Mi considerava una risorsa.
E se una persona ti tratta come una risorsa, devi iniziare a pensare come una donna adulta con responsabilità di pianificazione patrimoniale, non come una madre che implora briciole d'affetto. In quel momento, le parole "pianificazione pensionistica" hanno smesso di essere una categoria su una brochure e sono diventate la mia ancora di salvezza.
Mi sedetti sul bordo del letto e aprii la cartella.
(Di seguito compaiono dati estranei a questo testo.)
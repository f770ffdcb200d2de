//! Event hook adapter: the engine's side of the runtime boundary.
//!
//! Every allocation and free in the process lands here. Threads that are not
//! counting pay one thread-local flag check (own events) or one sharded map
//! lookup (events for another thread's objects) and return.

use std::cell::Cell;
use std::sync::Arc;

use once_cell::sync::OnceCell;

use alloctrack_core::{AllocationObserver, Collector, Error, Result, ThreadKey};

use crate::abort;
use crate::registry;
use crate::state::ThreadState;

#[derive(Debug, Clone, Copy, PartialEq, Eq)]
pub(crate) enum Event {
    Allocate,
    Free,
}

thread_local! {
    // Set while this thread is inside the hook; nested events (the hook's own
    // bookkeeping allocating) are ignored.
    static IN_HOOK: Cell<bool> = const { Cell::new(false) };
}

static COLLECTOR: OnceCell<Arc<dyn Collector>> = OnceCell::new();

#[inline]
pub(crate) fn dispatch(owner: ThreadKey, event: Event) {
    let _ = IN_HOOK.try_with(|busy| {
        if busy.replace(true) {
            return;
        }
        if owner == ThreadKey::current() {
            registry::with_existing(|state| apply(state, event));
        } else if let Some(state) = registry::lookup(owner) {
            apply(&state, event);
        }
        busy.set(false);
    });
}

/// Run `f` with this thread's hook muted. Registry writes must not re-enter
/// the map from a nested free while a shard is write-locked.
pub(crate) fn muted<R>(f: impl FnOnce() -> R) -> R {
    let prev = IN_HOOK.try_with(|busy| busy.replace(true)).ok();
    let out = f();
    if let Some(prev) = prev {
        let _ = IN_HOOK.try_with(|busy| busy.set(prev));
    }
    out
}

#[inline]
fn apply(state: &ThreadState, event: Event) {
    match event {
        Event::Allocate => state.record_alloc(),
        Event::Free => state.record_free(),
    }
}

/// The engine's observer. Subscribe it to a runtime exactly once.
#[derive(Debug, Default, Clone, Copy)]
pub struct Hook;

impl AllocationObserver for Hook {
    #[inline]
    fn on_allocate(&self, owner: ThreadKey) {
        dispatch(owner, Event::Allocate);
    }

    #[inline]
    fn on_free(&self, owner: ThreadKey) {
        dispatch(owner, Event::Free);
    }

    fn safepoint(&self) {
        abort::checkpoint();
    }
}

/// Register the runtime's forced-collection primitive. One per process.
pub fn register_collector(collector: Arc<dyn Collector>) -> Result<()> {
    COLLECTOR
        .set(collector)
        .map_err(|_| Error::AlreadySubscribed)?;
    trace_event!("collector registered");
    Ok(())
}

/// Run a forced collection pass if a collector is registered.
pub(crate) fn force_collect() -> bool {
    match COLLECTOR.get() {
        Some(collector) => {
            collector.collect();
            true
        }
        None => false,
    }
}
All'interno c'erano certificati di deposito, documenti relativi alla proprietà, estratti conto di investimenti e documenti relativi all'eredità di mio padre. Non avevo mai usato queste cose per impressionare nessuno. Non ne avevo mai parlato, né con i colleghi, né con gli amici, e certamente non con Ethan. Vivevo nel mio modesto appartamento perché mi semplificava la vita. Mi teneva al sicuro.
Ma l'onestà era ormai perduta.
Sfogliando lentamente le pagine, lasciai che la realtà si insinuasse nelle mie ossa. Avevo dei beni. Beni veri. Il tipo di beni che possono proteggerti nella vecchiaia e darti delle alternative quando il mondo cerca di metterti alle strette.
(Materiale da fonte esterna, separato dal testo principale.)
//! Abort delivery.
//!
//! An abort never preempts a thread. Requests land in the target thread's
//! mailbox (from any thread) or as the limit signal (from the thread's own
//! allocation hook), and are turned into an unwind at the next safe point on
//! the owning thread: an allocation through the managed heap, an explicit
//! [`checkpoint`], or the exit of a `limit` scope.
//!
//! The unwind carries a [`LimitAbort`] payload; only the `limit` frame that
//! owns the named scope converts it into `Error::LimitExceeded`.

use std::panic;
use std::sync::atomic::{AtomicBool, Ordering};
use std::sync::Arc;

use parking_lot::Mutex;

use alloctrack_core::{ScopeId, ThreadKey};

use crate::hook;
use crate::registry;
use crate::scope::{self, Breach, ScopeStack};
use crate::settings;
use crate::state::ThreadState;

/// Unwind payload naming the scope being aborted.
#[derive(Debug)]
pub(crate) struct LimitAbort(pub(crate) Breach);

/// Pending abort requests for one thread.
#[derive(Debug, Default)]
pub(crate) struct Mailbox {
    pending: AtomicBool,
    requests: Mutex<Vec<ScopeId>>,
}

impl Mailbox {
    pub(crate) fn post(&self, scope: ScopeId) {
        let mut requests = self.requests.lock();
        if !requests.contains(&scope) {
            requests.push(scope);
        }
        self.pending.store(true, Ordering::Release);
    }

    pub(crate) fn has_pending(&self) -> bool {
        self.pending.load(Ordering::Acquire)
    }

    /// Take the request for the innermost scope still on `stack`.
    ///
    /// Requests for scopes that are no longer on the stack are stale and
    /// dropped. Requests for outer scopes stay queued until the inner unwind
    /// has been handled.
    pub(crate) fn take_for(&self, stack: &ScopeStack) -> Option<ScopeId> {
        let mut requests = self.requests.lock();
        requests.retain(|id| {
            let live = stack.position(*id).is_some();
            if !live {
                trace_event!(scope = id.get(), "dropping stale abort request");
            }
            live
        });
        let innermost = requests
            .iter()
            .enumerate()
            .max_by_key(|(_, id)| stack.position(**id))
            .map(|(idx, _)| idx);
        let taken = innermost.map(|idx| requests.swap_remove(idx));
        self.pending.store(!requests.is_empty(), Ordering::Release);
        taken
    }
}

/// Deliver any abort pending for the calling thread.
///
/// Does nothing on threads that never touched the tracker. May unwind.
pub fn checkpoint() {
    let Some(state) = registry::existing() else {
        return;
    };
    if let Some(breach) = pending_abort(&state) {
        deliver(breach);
    }
}

pub(crate) fn pending_abort(state: &ThreadState) -> Option<Breach> {
    if state.mailbox.has_pending() {
        let raw_live = state.raw_live();
        let requested = scope::with_scopes(|stack| {
            state.mailbox.take_for(stack).and_then(|id| {
                stack.get(id).map(|s| Breach {
                    scope: id,
                    threshold: s.threshold,
                    live: s.live(raw_live),
                })
            })
        });
        if requested.is_some() {
            return requested;
        }
    }
    if state.take_limit_signal() {
        return recount(state);
    }
    None
}

/// Confirm a tripped threshold against post-collection counts.
#[cfg_attr(not(feature = "tracing"), allow(unused_variables))]
fn recount(state: &ThreadState) -> Option<Breach> {
    let collected = settings::current().force_collect_on_trip && hook::force_collect();
    let raw_live = state.raw_live();
    let breach = scope::with_scopes(|stack| stack.innermost_exceeded(raw_live));
    match &breach {
        Some(b) => trace_event!(
            thread = state.key().get(),
            scope = b.scope.get(),
            threshold = b.threshold,
            live = b.live,
            collected,
            "limit exceeded"
        ),
        None => trace_event!(
            thread = state.key().get(),
            raw_live,
            collected,
            "threshold trip was transient garbage"
        ),
    }
    breach
}

fn deliver(breach: Breach) -> ! {
    trace_event!(scope = breach.scope.get(), live = breach.live, "delivering abort");
    panic::resume_unwind(Box::new(LimitAbort(breach)))
}

/// Cross-thread handle on one `limit` scope.
///
/// `abort` may be called from any thread; the owning thread raises
/// `LimitExceeded` for that scope at its next safe point.
#[derive(Debug, Clone)]
pub struct AbortHandle {
    thread: ThreadKey,
    scope: ScopeId,
    open: Arc<AtomicBool>,
}

impl AbortHandle {
    pub fn thread(&self) -> ThreadKey {
        self.thread
    }

    pub fn scope(&self) -> ScopeId {
        self.scope
    }

    /// Whether the scope is still on its thread's stack.
    pub fn is_live(&self) -> bool {
        self.open.load(Ordering::Acquire)
    }

    /// Request the abort. Returns `false` when the scope has already been
    /// popped or its thread has exited; the request is dropped then.
    pub fn abort(&self) -> bool {
        if !self.is_live() {
            return false;
        }
        match registry::lookup(self.thread) {
            Some(state) => {
                state.mailbox.post(self.scope);
                trace_event!(
                    thread = self.thread.get(),
                    scope = self.scope.get(),
                    "abort requested"
                );
                true
            }
            None => false,
        }
    }
}

/// Handle on the calling thread's innermost `limit` scope.
pub fn abort_handle() -> Option<AbortHandle> {
    let thread = ThreadKey::current();
    scope::with_scopes(|stack| {
        stack.innermost().map(|s| AbortHandle {
            thread,
            scope: s.id,
            open: Arc::clone(&s.open),
        })
    })
}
Ethan aveva appena speso diciannovemila dollari dei miei risparmi per un matrimonio in cui mi aveva trattato come un peso.
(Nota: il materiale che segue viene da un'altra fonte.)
//! Per-thread stack of nested `limit` scopes.
//!
//! Owned exclusively by its thread; other threads only ever see a scope through
//! its [`AbortHandle`](crate::AbortHandle). Every scope is accounted against
//! the thread's raw counters from its own baseline, so nested scopes are
//! enforced independently of each other and of `start`/`stop`.

use std::cell::RefCell;
use std::sync::atomic::AtomicBool;
use std::sync::Arc;

use alloctrack_core::ScopeId;

use crate::state::DISARMED;

#[derive(Debug)]
pub struct LimitScope {
    pub id: ScopeId,
    pub threshold: u64,
    pub baseline_allocated: u64,
    pub baseline_freed: u64,
    /// Cleared when the scope is popped; shared with abort handles.
    pub(crate) open: Arc<AtomicBool>,
}

impl LimitScope {
    pub(crate) fn new(
        threshold: u64,
        baseline_allocated: u64,
        baseline_freed: u64,
        open: Arc<AtomicBool>,
    ) -> Self {
        Self {
            id: ScopeId::next(),
            threshold,
            baseline_allocated,
            baseline_freed,
            open,
        }
    }

    fn baseline_live(&self) -> i64 {
        self.baseline_allocated.wrapping_sub(self.baseline_freed) as i64
    }

    fn threshold_i64(&self) -> i64 {
        i64::try_from(self.threshold).unwrap_or(i64::MAX)
    }

    /// Net live allocations made inside this scope, given the thread's raw live count.
    pub fn live(&self, raw_live: i64) -> i64 {
        raw_live.wrapping_sub(self.baseline_live())
    }

    /// Raw live count at which this scope should be re-examined.
    fn trip_point(&self) -> i64 {
        self.baseline_live().saturating_add(self.threshold_i64())
    }

    pub fn is_exceeded(&self, raw_live: i64) -> bool {
        self.live(raw_live) > self.threshold_i64()
    }
}

/// A scope found over budget: which one, its threshold, and what it held.
#[derive(Debug, Clone, Copy, PartialEq, Eq)]
pub struct Breach {
    pub scope: ScopeId,
    pub threshold: u64,
    pub live: i64,
}

#[derive(Debug, Default)]
pub struct ScopeStack {
    scopes: Vec<LimitScope>,
}

impl ScopeStack {
    pub const fn new() -> Self {
        Self { scopes: Vec::new() }
    }

    pub fn depth(&self) -> usize {
        self.scopes.len()
    }

    pub fn push(&mut self, scope: LimitScope) {
        self.scopes.push(scope);
    }

    /// Remove `id`. Guards unwind in LIFO order, so this is the innermost
    /// scope in practice.
    pub fn remove(&mut self, id: ScopeId) -> Option<LimitScope> {
        let pos = self.position(id)?;
        Some(self.scopes.remove(pos))
    }

    pub fn position(&self, id: ScopeId) -> Option<usize> {
        self.scopes.iter().rposition(|s| s.id == id)
    }

    pub fn get(&self, id: ScopeId) -> Option<&LimitScope> {
        self.position(id).map(|pos| &self.scopes[pos])
    }

    pub fn innermost(&self) -> Option<&LimitScope> {
        self.scopes.last()
    }

    /// Minimum trip point over all scopes.
    pub fn trip_point(&self) -> i64 {
        self.scopes
            .iter()
            .map(LimitScope::trip_point)
            .min()
            .unwrap_or(DISARMED)
    }

    /// The innermost scope whose live count exceeds its threshold.
    pub fn innermost_exceeded(&self, raw_live: i64) -> Option<Breach> {
        self.scopes
            .iter()
            .rev()
            .find(|s| s.is_exceeded(raw_live))
            .map(|s| Breach {
                scope: s.id,
                threshold: s.threshold,
                live: s.live(raw_live),
            })
    }
}

thread_local! {
    static SCOPES: RefCell<ScopeStack> = const { RefCell::new(ScopeStack::new()) };
}

pub(crate) fn with_scopes<R>(f: impl FnOnce(&ScopeStack) -> R) -> R {
    SCOPES.with(|s| f(&s.borrow()))
}

pub(crate) fn with_scopes_mut<R>(f: impl FnOnce(&mut ScopeStack) -> R) -> R {
    SCOPES.with(|s| f(&mut s.borrow_mut()))
}

#[cfg(test)]
mod tests {
    use super::*;

    fn scope(threshold: u64, allocated: u64, freed: u64) -> LimitScope {
        LimitScope::new(threshold, allocated, freed, Arc::new(AtomicBool::new(true)))
    }

    #[test]
    fn empty_stack_is_disarmed() {
        let stack = ScopeStack::new();
        assert_eq!(stack.trip_point(), DISARMED);
        assert!(stack.innermost_exceeded(i64::MAX - 1).is_none());
    }

    #[test]
    fn trip_point_is_the_tightest_scope() {
        let mut stack = ScopeStack::new();
        stack.push(scope(100, 10, 0)); // trips at 110
        stack.push(scope(50, 40, 0)); // trips at 90
        stack.push(scope(500, 60, 20)); // trips at 540
        assert_eq!(stack.trip_point(), 90);
    }

    #[test]
    fn reaching_threshold_is_not_exceeding_it() {
        let s = scope(10, 5, 0);
        assert_eq!(s.live(15), 10);
        assert!(!s.is_exceeded(15));
        assert!(s.is_exceeded(16));
    }

    #[test]
    fn innermost_breach_wins() {
        let mut stack = ScopeStack::new();
        let outer = scope(5, 0, 0);
        let inner = scope(5, 2, 0);
        let (outer_id, inner_id) = (outer.id, inner.id);
        stack.push(outer);
        stack.push(inner);

        // raw live 7: outer holds 7 (> 5), inner holds 5 (not > 5)
        let breach = stack.innermost_exceeded(7).unwrap();
        assert_eq!(breach.scope, outer_id);
        assert_eq!(breach.live, 7);

        let breach = stack.innermost_exceeded(8).unwrap();
        assert_eq!(breach.scope, inner_id);
        assert_eq!(breach.live, 6);
    }

    #[test]
    fn remove_pops_by_identity() {
        let mut stack = ScopeStack::new();
        let a = scope(1, 0, 0);
        let b = scope(1, 0, 0);
        let (a_id, b_id) = (a.id, b.id);
        stack.push(a);
        stack.push(b);
        assert_eq!(stack.remove(b_id).map(|s| s.id), Some(b_id));
        assert!(stack.remove(b_id).is_none());
        assert_eq!(stack.innermost().map(|s| s.id), Some(a_id));
    }

    #[test]
    fn huge_thresholds_saturate() {
        let s = scope(u64::MAX, 3, 0);
        assert_eq!(s.trip_point(), i64::MAX);
        assert!(!s.is_exceeded(i64::MAX));
    }
}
Non aveva la minima idea di cosa avessi in realtà.
E per la prima volta da quando c'era Julie, dall'infanzia, da tutti quegli anni passati a ingoiare delusioni, ho provato qualcosa che mi ha sorpreso.
Calma.
Non una calma amara. Non una calma insensibile.
Sereno e calmo.
Perché ora sapevo esattamente cosa dovevo fare.
La chiamata che avevo tenuto in rubrica per anni.
Entrai in cucina, mi versai un bicchiere d'acqua e fissai il telefono come se potesse mordermi. Il mio riflesso nella finestra buia sembrava più vecchio di ieri. Non per le rughe. Perché qualcosa dentro di me aveva finalmente smesso di sperare.
Ho scosso la testa.
«Non mio figlio», dissi. «Ha dimostrato di voler scegliere ciò che gli conviene, non ciò che protegge me.»
Il signor Miller si appoggiò allo schienale della sedia, poi annuì lentamente.
«Capito», disse. «Metteremo tutto in ordine.»